Task to complete
Lines from the first one down to the one containing "for level in 1..=b.max_level" in the data below are the only ones needed; please return them exactly, both ends included.

++++++

// ── 2. Leveling Curves ──────────────────────────────────────────────────

fn validate_curves(catalog: &Catalog, verbose: bool) -> Vec<TestResult> {
    println!("--- Leveling Curves ---");
    let mut results = Vec::new();

    let mut checked = 0;
    let mut mismatches = Vec::new();
    for b in catalog.buildings() {
        let multiplier = resolve_multiplier(None, b.cost_multiplier);
        for level in 1..=b.max_level {
            let cost = b.cost_at(level);
            for &ore in OreType::all() {
                let expected = (b.base_cost[ore] * multiplier.powi(level as i32 - 1)).floor();
                checked += 1;
                if cost[ore] != expected {
                    mismatches.push(format!("{}@{} {}", b.id, level, ore));
                }
            }
        }
    }
    results.push(TestResult {
        name: "cost_law_all_levels".into(),
        passed: mismatches.is_empty(),
        detail: format!("{} entries checked, mismatches: {:?}", checked, mismatches),
    });

    let monotonic = catalog.buildings().iter().all(|b| {
        (1..b.max_level).all(|l| {
            b.construction_time(l + 1) >= b.construction_time(l)
                && b.production_rate(l + 1) >= b.production_rate(l)
                && b.capacity_increase(l + 1) >= b.capacity_increase(l)
        })
    });
    results.push(TestResult {
        name: "curves_monotonic".into(),
        passed: monotonic,
        detail: "time, rate and capacity never drop with level".into(),
    });

    let curve: Vec<u64> = (1..=6).map(|l| ship_build_time(20_000, l)).collect();
    results.push(TestResult {
        name: "shipyard_speedup".into(),
        passed: curve[0] == 20_000 && curve[1] == 17_000 && curve.windows(2).all(|w| w[1] <= w[0]),
        detail: format!("scout build ms by facility level: {:?}", curve),
    });

    results.push(TestResult {
        name: "ship_build_floor".into(),
        passed: ship_build_time(1_500, 10) == MIN_SHIP_BUILD_MS,
        detail: format!("1500ms base at level 10 → {}ms", ship_build_time(1_500, 10)),
    });

    if verbose {
        if let Some(hub) = catalog.core_hub() {
            for level in 1..=hub.max_level {
                println!(
                    "    {} L{}: iron cap {}",
                    hub.id,
                    level,
                    hub.initial_capacity(level)[OreType::Iron]
                );
            }
        }
    }

    results
}

// ── 3. Scenarios ────────────────────────────────────────────────────────

fn small_catalog(iron_capacity: f64, draw: f64, supply: f64) -> Option<Arc<Catalog>> {
    let mut hub = BuildingDef::new("hub", "Hub", BuildingCategory::Core, OreAmounts::new(), 1_000);
    hub.base_initial_capacity = Some(OreAmounts::from_pairs(&[(OreType::Iron, iron_capacity)]));
    let mut refinery = BuildingDef::new(
        "refinery",
        "Refinery",
        BuildingCategory::Production,
        OreAmounts::new(),
        1_000,
    );
    refinery.target_ore = Some(OreType::Iron);
    refinery.base_production_rate = Some(1.0);
    refinery.base_energy_cost = Some(draw);
    let mut generator =
        BuildingDef::new("generator", "Generator", BuildingCategory::Power, OreAmounts::new(), 1_000);
    generator.base_energy_production = Some(supply);

    Catalog::new(CatalogData {
        buildings: vec![hub, refinery, generator],
        ..Default::default()
    })
    .ok()
    .map(Arc::new)
}

fn small_config(iron: f64) -> ColonyConfig {
    let mut config = ColonyConfig::default();
    config.starting_buildings.clear();
    config
        .with_resources(OreAmounts::from_pairs(&[(OreType::Iron, iron)]))
        .with_building("refinery", 1)
        .with_building("generator", 1)
        .with_building("hub", 1)
}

++++++

Your response
// ── 2. Leveling Curves ──────────────────────────────────────────────────

fn validate_curves(catalog: &Catalog, verbose: bool) -> Vec<TestResult> {
    println!("--- Leveling Curves ---");
    let mut results = Vec::new();

    let mut checked = 0;
    let mut mismatches = Vec::new();
    for b in catalog.buildings() {
        let multiplier = resolve_multiplier(None, b.cost_multiplier);
        for level in 1..=b.max_level {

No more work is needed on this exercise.